▶ Work required
Make an exact copy of all the entries shown below.

◇ ◇ ◇ ◇ ◇

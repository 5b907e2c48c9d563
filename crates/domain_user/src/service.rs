//! User directory service

use std::sync::Arc;
use tracing::{info, instrument};

use core_kernel::{validation, Clock, UserId};

use crate::error::UserError;
use crate::ports::UserPort;
use crate::user::{NewUser, User, UserRole, UserUpdate};

pub struct UserService {
    port: Arc<dyn UserPort>,
    clock: Arc<dyn Clock>,
}

impl UserService {
    pub fn new(port: Arc<dyn UserPort>, clock: Arc<dyn Clock>) -> Self {
        Self { port, clock }
    }

    /// Registers a new user
    ///
    /// # Errors
    ///
    /// * `Validation` if the name is blank or the email malformed
    /// * `DuplicateEmail` if another user already holds the email
    #[instrument(skip(self, request), fields(email = %request.email))]
    pub async fn register(&self, request: NewUser) -> Result<User, UserError> {
        let name = validation::non_blank("name", &request.name)?;
        let email = validation::email("email", &request.email)?;

        if self.port.exists_by_email(&email).await? {
            return Err(UserError::DuplicateEmail(email));
        }

        let now = self.clock.now();
        let user = User {
            id: UserId::new_v7(),
            name,
            email,
            phone: trimmed(request.phone),
            address: trimmed(request.address),
            role: request.role,
            created_at: now,
            updated_at: now,
            version: 1,
        };

        let user = self.port.insert_user(&user).await.map_err(|e| match e {
            core_kernel::PortError::Duplicate { .. } => UserError::DuplicateEmail(user.email.clone()),
            other => UserError::Port(other),
        })?;
        info!(user_id = %user.id, role = %user.role, "User registered");
        Ok(user)
    }

    pub async fn get(&self, id: UserId) -> Result<User, UserError> {
        self.port
            .get_user(id)
            .await
            .map_err(|e| UserError::from_lookup(id, e))
    }

    pub async fn list(&self) -> Result<Vec<User>, UserError> {
        Ok(self.port.list_users().await?)
    }

    pub async fn find_by_email(&self, email: &str) -> Result<Option<User>, UserError> {
        let email = validation::non_blank("email", email)?;
        Ok(self.port.find_by_email(&email.to_ascii_lowercase()).await?)
    }

    pub async fn list_by_role(&self, role: UserRole) -> Result<Vec<User>, UserError> {
        Ok(self.port.find_by_role(role).await?)
    }

    pub async fn exists(&self, id: UserId) -> Result<bool, UserError> {
        Ok(self.port.exists(id).await?)
    }

    /// Applies a partial update. Email uniqueness is rechecked when it changes.
    #[instrument(skip(self, changes), fields(user_id = %id))]
    pub async fn update(&self, id: UserId, changes: UserUpdate) -> Result<User, UserError> {
        let mut user = self.get(id).await?;

        if let Some(name) = changes.name {
            user.name = validation::non_blank("name", &name)?;
        }
        if let Some(email) = changes.email {
            let email = validation::email("email", &email)?;
            if email != user.email && self.port.exists_by_email(&email).await? {
                return Err(UserError::DuplicateEmail(email));
            }
            user.email = email;
        }
        if changes.phone.is_some() {
            user.phone = trimmed(changes.phone);
        }
        if changes.address.is_some() {
            user.address = trimmed(changes.address);
        }
        if let Some(role) = changes.role {
            user.role = role;
        }
        user.updated_at = self.clock.now();

        let user = self.port.update_user(&user).await?;
        info!(version = user.version, "User updated");
        Ok(user)
    }

    #[instrument(skip(self), fields(user_id = %id))]
    pub async fn delete(&self, id: UserId) -> Result<(), UserError> {
        self.port
            .delete_user(id)
            .await
            .map_err(|e| UserError::from_lookup(id, e))?;
        info!("User deleted");
        Ok(())
    }
}

fn trimmed(value: Option<String>) -> Option<String> {
    value
        .map(|v| v.trim().to_string())
        .filter(|v| !v.is_empty())
}
//! Catalog Domain
//!
//! Locations and the three kinds of bookable resource (tours, lodges and
//! transports), plus the [`InventoryLedger`] that owns their remaining-units
//! counters.
//!
//! # Inventory model
//!
//! Every resource has a `capacity` and an `available` counter with
//! `0 <= available <= capacity`. Bookings deduct units through
//! [`InventoryLedger::reserve`] and return them through
//! [`InventoryLedger::release`]; nothing else changes the counter except an
//! administrative edit through [`CatalogService`], which takes the same
//! per-resource lock.
//!
//! # Expiry
//!
//! Tours have a departure date and cannot be reserved once it has passed.
//! Lodges and transports never expire.

pub mod draft;
pub mod error;
pub mod inventory;
pub mod location;
pub mod ports;
pub mod resource;
pub mod service;

pub use draft::{LodgeDraft, TourDraft, TransportDraft};
pub use error::CatalogError;
pub use inventory::InventoryLedger;
pub use location::{Location, LocationDraft};
pub use ports::{ActiveReservations, CatalogPort, ResourceQuery};
pub use resource::{BookableResource, Lodge, ResourceKind, ResourceRef, Tour, Transport};
pub use service::CatalogService;

#[cfg(any(test, feature = "mock"))]
pub use ports::mock::{MockCatalogPort, MockReservations};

◇ ◇ ◇ ◇ ◇

▶ Problem solution
repository 5b907e2c48c9d563
filename crates/domain_user/src/service.rs
//! User directory service

use std::sync::Arc;
use tracing::{info, instrument};

use core_kernel::{validation, Clock, UserId};

use crate::error::UserError;
use crate::ports::UserPort;
use crate::user::{NewUser, User, UserRole, UserUpdate};

pub struct UserService {
    port: Arc<dyn UserPort>,
    clock: Arc<dyn Clock>,
}

impl UserService {
    pub fn new(port: Arc<dyn UserPort>, clock: Arc<dyn Clock>) -> Self {
        Self { port, clock }
    }

    /// Registers a new user
    ///
    /// # Errors
    ///
    /// * `Validation` if the name is blank or the email malformed
    /// * `DuplicateEmail` if another user already holds the email
    #[instrument(skip(self, request), fields(email = %request.email))]
    pub async fn register(&self, request: NewUser) -> Result<User, UserError> {
        let name = validation::non_blank("name", &request.name)?;
        let email = validation::email("email", &request.email)?;

        if self.port.exists_by_email(&email).await? {
            return Err(UserError::DuplicateEmail(email));
        }

        let now = self.clock.now();
        let user = User {
            id: UserId::new_v7(),
            name,
            email,
            phone: trimmed(request.phone),
            address: trimmed(request.address),
            role: request.role,
            created_at: now,
            updated_at: now,
            version: 1,
        };

        let user = self.port.insert_user(&user).await.map_err(|e| match e {
            core_kernel::PortError::Duplicate { .. } => UserError::DuplicateEmail(user.email.clone()),
            other => UserError::Port(other),
        })?;
        info!(user_id = %user.id, role = %user.role, "User registered");
        Ok(user)
    }

    pub async fn get(&self, id: UserId) -> Result<User, UserError> {
        self.port
            .get_user(id)
            .await
            .map_err(|e| UserError::from_lookup(id, e))
    }

    pub async fn list(&self) -> Result<Vec<User>, UserError> {
        Ok(self.port.list_users().await?)
    }

    pub async fn find_by_email(&self, email: &str) -> Result<Option<User>, UserError> {
        let email = validation::non_blank("email", email)?;
        Ok(self.port.find_by_email(&email.to_ascii_lowercase()).await?)
    }

    pub async fn list_by_role(&self, role: UserRole) -> Result<Vec<User>, UserError> {
        Ok(self.port.find_by_role(role).await?)
    }

    pub async fn exists(&self, id: UserId) -> Result<bool, UserError> {
        Ok(self.port.exists(id).await?)
    }

    /// Applies a partial update. Email uniqueness is rechecked when it changes.
    #[instrument(skip(self, changes), fields(user_id = %id))]
    pub async fn update(&self, id: UserId, changes: UserUpdate) -> Result<User, UserError> {
        let mut user = self.get(id).await?;

        if let Some(name) = changes.name {
            user.name = validation::non_blank("name", &name)?;
        }
        if let Some(email) = changes.email {
            let email = validation::email("email", &email)?;
            if email != user.email && self.port.exists_by_email(&email).await? {
                return Err(UserError::DuplicateEmail(email));
            }
            user.email = email;
        }
        if changes.phone.is_some() {
            user.phone = trimmed(changes.phone);
        }
        if changes.address.is_some() {
            user.address = trimmed(changes.address);
        }
        if let Some(role) = changes.role {
            user.role = role;
        }
        user.updated_at = self.clock.now();

        let user = self.port.update_user(&user).await?;
        info!(version = user.version, "User updated");
        Ok(user)
    }

    #[instrument(skip(self), fields(user_id = %id))]
    pub async fn delete(&self, id: UserId) -> Result<(), UserError> {
        self.port
            .delete_user(id)
            .await
            .map_err(|e| UserError::from_lookup(id, e))?;
        info!("User deleted");
        Ok(())
    }
}

fn trimmed(value: Option<String>) -> Option<String> {
    value
        .map(|v| v.trim().to_string())
        .filter(|v| !v.is_empty())
}
//! Catalog Domain
//!
//! Locations and the three kinds of bookable resource (tours, lodges and
//! transports), plus the [`InventoryLedger`] that owns their remaining-units
//! counters.
//!
//! # Inventory model
//!
//! Every resource has a `capacity` and an `available` counter with
//! `0 <= available <= capacity`. Bookings deduct units through
//! [`InventoryLedger::reserve`] and return them through
//! [`InventoryLedger::release`]; nothing else changes the counter except an
//! administrative edit through [`CatalogService`], which takes the same
//! per-resource lock.
//!
//! # Expiry
//!
//! Tours have a departure date and cannot be reserved once it has passed.
//! Lodges and transports never expire.

pub mod draft;
pub mod error;
pub mod inventory;
pub mod location;
pub mod ports;
pub mod resource;
pub mod service;

pub use draft::{LodgeDraft, TourDraft, TransportDraft};
pub use error::CatalogError;
pub use inventory::InventoryLedger;
pub use location::{Location, LocationDraft};
pub use ports::{ActiveReservations, CatalogPort, ResourceQuery};
pub use resource::{BookableResource, Lodge, ResourceKind, ResourceRef, Tour, Transport};
pub use service::CatalogService;

#[cfg(any(test, feature = "mock"))]
pub use ports::mock::{MockCatalogPort, MockReservations};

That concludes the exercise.